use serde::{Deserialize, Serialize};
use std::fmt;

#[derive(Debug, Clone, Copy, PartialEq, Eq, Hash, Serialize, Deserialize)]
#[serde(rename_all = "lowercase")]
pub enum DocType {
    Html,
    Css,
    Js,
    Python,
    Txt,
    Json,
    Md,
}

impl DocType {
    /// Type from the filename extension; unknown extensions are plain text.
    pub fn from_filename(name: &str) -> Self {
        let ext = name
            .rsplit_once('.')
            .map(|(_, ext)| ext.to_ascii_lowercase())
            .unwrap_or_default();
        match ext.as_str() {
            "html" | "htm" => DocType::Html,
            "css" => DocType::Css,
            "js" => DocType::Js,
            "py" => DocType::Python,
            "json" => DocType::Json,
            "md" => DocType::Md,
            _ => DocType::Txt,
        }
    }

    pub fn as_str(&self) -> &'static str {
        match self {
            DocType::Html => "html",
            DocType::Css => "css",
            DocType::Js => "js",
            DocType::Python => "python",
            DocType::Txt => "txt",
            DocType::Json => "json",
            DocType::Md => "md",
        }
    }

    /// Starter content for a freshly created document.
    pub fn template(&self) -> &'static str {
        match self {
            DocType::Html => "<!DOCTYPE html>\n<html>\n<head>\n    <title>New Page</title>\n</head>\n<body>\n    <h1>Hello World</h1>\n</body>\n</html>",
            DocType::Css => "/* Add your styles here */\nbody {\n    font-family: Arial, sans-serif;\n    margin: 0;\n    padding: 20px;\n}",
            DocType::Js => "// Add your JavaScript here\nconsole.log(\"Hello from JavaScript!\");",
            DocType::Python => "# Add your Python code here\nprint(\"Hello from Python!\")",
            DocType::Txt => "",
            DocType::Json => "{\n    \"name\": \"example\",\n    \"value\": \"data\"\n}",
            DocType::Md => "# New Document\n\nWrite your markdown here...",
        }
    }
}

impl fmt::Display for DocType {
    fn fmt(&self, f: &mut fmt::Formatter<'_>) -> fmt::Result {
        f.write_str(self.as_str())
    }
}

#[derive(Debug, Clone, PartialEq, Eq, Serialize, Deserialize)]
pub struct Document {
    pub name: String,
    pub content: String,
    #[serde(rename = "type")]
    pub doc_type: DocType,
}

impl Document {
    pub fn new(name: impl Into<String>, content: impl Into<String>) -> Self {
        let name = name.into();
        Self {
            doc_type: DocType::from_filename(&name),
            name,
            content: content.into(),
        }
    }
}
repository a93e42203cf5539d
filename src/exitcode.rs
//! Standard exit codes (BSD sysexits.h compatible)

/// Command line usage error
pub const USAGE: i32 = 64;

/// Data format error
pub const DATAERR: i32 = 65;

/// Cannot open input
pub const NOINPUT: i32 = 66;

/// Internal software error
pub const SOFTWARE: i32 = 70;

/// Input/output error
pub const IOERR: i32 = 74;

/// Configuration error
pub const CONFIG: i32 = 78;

★ ★ ★ ★

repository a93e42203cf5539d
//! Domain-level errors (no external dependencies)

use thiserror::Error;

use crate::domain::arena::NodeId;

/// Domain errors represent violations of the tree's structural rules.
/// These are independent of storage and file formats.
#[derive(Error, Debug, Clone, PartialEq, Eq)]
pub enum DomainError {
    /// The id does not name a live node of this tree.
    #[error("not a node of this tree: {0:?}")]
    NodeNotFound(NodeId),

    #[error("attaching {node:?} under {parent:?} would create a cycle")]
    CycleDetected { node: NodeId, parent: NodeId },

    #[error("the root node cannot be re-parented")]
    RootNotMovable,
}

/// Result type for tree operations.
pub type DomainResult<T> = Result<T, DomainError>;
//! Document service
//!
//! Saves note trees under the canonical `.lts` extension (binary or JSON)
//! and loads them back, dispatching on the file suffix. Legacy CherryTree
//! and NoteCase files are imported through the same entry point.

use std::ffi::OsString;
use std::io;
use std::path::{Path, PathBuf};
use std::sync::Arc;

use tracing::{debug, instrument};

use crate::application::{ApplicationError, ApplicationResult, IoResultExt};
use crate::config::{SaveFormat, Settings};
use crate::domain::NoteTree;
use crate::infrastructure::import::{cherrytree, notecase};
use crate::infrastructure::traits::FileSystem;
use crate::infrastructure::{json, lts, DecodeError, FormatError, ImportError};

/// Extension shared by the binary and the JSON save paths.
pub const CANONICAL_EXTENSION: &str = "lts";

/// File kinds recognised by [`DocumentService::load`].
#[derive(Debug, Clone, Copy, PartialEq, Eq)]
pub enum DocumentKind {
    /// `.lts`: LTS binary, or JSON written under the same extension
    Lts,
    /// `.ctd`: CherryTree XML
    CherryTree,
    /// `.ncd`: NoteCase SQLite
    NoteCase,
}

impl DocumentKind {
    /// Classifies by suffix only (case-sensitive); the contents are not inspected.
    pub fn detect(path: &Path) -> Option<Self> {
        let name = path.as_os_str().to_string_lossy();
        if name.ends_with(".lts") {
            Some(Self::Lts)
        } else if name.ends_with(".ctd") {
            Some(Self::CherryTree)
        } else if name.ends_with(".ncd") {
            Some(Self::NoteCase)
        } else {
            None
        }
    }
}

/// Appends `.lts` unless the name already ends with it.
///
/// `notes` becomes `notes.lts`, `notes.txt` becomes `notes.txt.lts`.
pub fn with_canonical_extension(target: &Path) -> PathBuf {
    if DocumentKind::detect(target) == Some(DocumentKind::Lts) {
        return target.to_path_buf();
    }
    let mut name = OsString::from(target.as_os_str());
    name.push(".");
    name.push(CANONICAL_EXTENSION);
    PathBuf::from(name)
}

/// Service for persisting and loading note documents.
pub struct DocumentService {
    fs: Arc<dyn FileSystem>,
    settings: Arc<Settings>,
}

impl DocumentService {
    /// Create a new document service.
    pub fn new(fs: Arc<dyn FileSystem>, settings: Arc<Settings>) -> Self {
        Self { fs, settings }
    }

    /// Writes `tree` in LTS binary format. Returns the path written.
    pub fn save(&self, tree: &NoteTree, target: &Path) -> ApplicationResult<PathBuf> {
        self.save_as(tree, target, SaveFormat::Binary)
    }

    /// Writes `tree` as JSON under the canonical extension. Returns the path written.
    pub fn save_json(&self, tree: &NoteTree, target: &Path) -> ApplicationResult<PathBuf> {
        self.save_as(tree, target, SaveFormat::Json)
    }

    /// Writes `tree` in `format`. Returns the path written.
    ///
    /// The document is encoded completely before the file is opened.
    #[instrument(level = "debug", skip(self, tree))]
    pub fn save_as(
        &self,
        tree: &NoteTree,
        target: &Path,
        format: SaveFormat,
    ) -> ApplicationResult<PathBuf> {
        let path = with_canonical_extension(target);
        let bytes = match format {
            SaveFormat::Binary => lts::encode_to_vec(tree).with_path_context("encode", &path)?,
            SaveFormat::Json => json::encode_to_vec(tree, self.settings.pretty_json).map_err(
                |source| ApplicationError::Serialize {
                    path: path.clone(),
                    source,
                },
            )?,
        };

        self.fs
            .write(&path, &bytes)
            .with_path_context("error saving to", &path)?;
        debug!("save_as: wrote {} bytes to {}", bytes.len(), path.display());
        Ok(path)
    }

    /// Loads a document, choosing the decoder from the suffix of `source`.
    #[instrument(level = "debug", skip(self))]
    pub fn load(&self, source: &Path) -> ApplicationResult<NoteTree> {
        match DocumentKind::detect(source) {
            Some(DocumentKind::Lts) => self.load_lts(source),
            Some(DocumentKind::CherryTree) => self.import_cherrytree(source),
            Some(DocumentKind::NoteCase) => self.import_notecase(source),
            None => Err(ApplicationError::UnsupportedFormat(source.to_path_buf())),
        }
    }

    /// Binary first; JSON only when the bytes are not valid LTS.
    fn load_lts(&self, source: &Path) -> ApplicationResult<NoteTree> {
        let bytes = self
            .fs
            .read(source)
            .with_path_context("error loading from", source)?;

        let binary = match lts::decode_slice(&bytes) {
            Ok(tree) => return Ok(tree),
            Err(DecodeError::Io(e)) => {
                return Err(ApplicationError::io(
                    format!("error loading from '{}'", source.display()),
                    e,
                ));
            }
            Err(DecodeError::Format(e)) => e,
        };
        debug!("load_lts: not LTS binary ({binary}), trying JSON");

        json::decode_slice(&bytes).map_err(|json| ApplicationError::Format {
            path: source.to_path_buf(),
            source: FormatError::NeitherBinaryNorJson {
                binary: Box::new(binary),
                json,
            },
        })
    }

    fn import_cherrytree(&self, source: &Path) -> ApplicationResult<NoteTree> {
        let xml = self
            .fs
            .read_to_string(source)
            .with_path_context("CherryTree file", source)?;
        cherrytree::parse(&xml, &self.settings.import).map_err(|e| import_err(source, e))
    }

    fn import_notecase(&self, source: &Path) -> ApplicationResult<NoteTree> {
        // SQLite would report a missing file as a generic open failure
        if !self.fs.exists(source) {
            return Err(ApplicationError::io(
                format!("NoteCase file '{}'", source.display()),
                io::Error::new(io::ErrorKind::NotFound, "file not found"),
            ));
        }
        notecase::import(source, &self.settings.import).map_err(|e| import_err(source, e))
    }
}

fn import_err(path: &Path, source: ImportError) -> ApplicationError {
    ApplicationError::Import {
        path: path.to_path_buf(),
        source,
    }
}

★ ★ ★ ★

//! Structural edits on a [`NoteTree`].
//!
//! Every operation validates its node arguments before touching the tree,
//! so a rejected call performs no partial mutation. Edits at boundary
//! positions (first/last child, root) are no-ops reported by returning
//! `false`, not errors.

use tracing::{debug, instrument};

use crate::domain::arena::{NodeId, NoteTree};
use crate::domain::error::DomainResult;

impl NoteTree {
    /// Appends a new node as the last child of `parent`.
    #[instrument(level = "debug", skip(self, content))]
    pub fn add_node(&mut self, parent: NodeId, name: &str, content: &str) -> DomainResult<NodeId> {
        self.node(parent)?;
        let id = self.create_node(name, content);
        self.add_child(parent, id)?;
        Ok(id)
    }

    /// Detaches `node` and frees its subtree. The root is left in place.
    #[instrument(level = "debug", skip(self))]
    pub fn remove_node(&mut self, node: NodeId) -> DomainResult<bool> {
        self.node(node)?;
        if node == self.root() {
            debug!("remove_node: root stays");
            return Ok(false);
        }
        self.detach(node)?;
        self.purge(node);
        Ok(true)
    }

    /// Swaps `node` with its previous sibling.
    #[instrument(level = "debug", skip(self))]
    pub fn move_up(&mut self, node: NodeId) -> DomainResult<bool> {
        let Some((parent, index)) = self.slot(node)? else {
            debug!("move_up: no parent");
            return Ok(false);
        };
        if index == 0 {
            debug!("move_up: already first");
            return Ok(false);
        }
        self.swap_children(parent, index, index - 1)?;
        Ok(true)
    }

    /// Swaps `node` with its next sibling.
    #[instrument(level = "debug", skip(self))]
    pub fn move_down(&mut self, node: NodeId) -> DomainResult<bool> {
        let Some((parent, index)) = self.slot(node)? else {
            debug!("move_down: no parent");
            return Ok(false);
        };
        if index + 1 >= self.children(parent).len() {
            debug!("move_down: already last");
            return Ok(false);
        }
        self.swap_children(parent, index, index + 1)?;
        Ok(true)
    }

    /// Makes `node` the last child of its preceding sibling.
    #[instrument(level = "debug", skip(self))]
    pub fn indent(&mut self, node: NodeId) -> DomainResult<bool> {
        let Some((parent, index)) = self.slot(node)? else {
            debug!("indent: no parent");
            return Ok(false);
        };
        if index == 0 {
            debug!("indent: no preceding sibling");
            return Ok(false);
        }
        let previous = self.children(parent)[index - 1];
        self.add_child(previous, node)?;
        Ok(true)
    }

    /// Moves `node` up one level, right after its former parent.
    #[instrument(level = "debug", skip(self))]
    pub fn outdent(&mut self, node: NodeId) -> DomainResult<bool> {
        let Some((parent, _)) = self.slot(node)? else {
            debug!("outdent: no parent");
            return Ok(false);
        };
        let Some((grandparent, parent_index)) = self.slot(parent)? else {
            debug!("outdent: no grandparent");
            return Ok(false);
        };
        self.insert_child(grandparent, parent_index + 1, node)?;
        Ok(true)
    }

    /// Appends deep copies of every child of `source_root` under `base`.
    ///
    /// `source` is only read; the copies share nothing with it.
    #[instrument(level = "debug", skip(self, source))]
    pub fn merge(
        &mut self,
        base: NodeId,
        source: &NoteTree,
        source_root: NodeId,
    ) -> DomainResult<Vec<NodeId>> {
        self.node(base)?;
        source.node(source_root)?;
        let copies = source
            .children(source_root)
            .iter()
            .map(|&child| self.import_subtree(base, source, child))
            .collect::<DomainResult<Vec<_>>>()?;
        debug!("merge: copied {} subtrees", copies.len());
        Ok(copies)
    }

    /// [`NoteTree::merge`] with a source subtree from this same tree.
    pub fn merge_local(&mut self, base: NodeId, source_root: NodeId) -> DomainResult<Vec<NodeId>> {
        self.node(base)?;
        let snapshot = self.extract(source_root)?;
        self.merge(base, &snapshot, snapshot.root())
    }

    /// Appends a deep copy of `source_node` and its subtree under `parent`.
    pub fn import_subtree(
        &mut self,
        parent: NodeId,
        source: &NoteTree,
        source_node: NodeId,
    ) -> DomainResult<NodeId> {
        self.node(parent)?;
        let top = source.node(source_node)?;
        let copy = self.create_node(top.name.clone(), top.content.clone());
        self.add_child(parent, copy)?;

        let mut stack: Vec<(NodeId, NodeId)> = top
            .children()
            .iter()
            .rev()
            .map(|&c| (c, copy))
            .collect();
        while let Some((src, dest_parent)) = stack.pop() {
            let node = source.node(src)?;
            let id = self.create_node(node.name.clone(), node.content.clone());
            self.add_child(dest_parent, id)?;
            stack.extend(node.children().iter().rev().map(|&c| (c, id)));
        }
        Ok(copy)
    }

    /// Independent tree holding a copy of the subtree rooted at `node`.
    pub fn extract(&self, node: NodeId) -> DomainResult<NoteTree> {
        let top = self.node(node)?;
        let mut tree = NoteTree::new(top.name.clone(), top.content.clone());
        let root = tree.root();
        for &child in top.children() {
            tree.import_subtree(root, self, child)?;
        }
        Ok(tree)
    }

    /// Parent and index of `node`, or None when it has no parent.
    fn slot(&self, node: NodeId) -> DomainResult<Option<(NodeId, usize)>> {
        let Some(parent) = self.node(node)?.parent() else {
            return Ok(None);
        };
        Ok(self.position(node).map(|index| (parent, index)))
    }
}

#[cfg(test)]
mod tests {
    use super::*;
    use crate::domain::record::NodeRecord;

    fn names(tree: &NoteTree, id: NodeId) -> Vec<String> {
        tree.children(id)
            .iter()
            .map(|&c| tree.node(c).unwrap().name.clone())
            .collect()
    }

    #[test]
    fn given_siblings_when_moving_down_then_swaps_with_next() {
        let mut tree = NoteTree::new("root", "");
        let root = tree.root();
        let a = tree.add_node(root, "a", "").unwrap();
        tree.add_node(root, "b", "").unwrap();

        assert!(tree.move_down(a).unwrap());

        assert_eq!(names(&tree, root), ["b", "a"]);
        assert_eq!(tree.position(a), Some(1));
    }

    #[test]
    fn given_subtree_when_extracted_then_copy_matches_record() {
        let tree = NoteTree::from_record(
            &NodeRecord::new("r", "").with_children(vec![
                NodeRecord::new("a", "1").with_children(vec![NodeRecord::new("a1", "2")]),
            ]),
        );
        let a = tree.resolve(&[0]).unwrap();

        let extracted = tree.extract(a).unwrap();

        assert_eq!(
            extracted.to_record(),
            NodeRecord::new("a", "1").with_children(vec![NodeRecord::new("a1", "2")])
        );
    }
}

★ ★ ★ ★

◆ REQUIREMENT: Copy the lines above exactly, beginning at the line that has "let Some((grandparent, parent_index))" and stopping after the line that has "pub fn extract(&self, node: NodeId)", and omit the rest.

◆ SOLVED PROBLEM:
        let Some((grandparent, parent_index)) = self.slot(parent)? else {
            debug!("outdent: no grandparent");
            return Ok(false);
        };
        self.insert_child(grandparent, parent_index + 1, node)?;
        Ok(true)
    }

    /// Appends deep copies of every child of `source_root` under `base`.
    ///
    /// `source` is only read; the copies share nothing with it.
    #[instrument(level = "debug", skip(self, source))]
    pub fn merge(
        &mut self,
        base: NodeId,
        source: &NoteTree,
        source_root: NodeId,
    ) -> DomainResult<Vec<NodeId>> {
        self.node(base)?;
        source.node(source_root)?;
        let copies = source
            .children(source_root)
            .iter()
            .map(|&child| self.import_subtree(base, source, child))
            .collect::<DomainResult<Vec<_>>>()?;
        debug!("merge: copied {} subtrees", copies.len());
        Ok(copies)
    }

    /// [`NoteTree::merge`] with a source subtree from this same tree.
    pub fn merge_local(&mut self, base: NodeId, source_root: NodeId) -> DomainResult<Vec<NodeId>> {
        self.node(base)?;
        let snapshot = self.extract(source_root)?;
        self.merge(base, &snapshot, snapshot.root())
    }

    /// Appends a deep copy of `source_node` and its subtree under `parent`.
    pub fn import_subtree(
        &mut self,
        parent: NodeId,
        source: &NoteTree,
        source_node: NodeId,
    ) -> DomainResult<NodeId> {
        self.node(parent)?;
        let top = source.node(source_node)?;
        let copy = self.create_node(top.name.clone(), top.content.clone());
        self.add_child(parent, copy)?;

        let mut stack: Vec<(NodeId, NodeId)> = top
            .children()
            .iter()
            .rev()
            .map(|&c| (c, copy))
            .collect();
        while let Some((src, dest_parent)) = stack.pop() {
            let node = source.node(src)?;
            let id = self.create_node(node.name.clone(), node.content.clone());
            self.add_child(dest_parent, id)?;
            stack.extend(node.children().iter().rev().map(|&c| (c, id)));
        }
        Ok(copy)
    }

    /// Independent tree holding a copy of the subtree rooted at `node`.
    pub fn extract(&self, node: NodeId) -> DomainResult<NoteTree> {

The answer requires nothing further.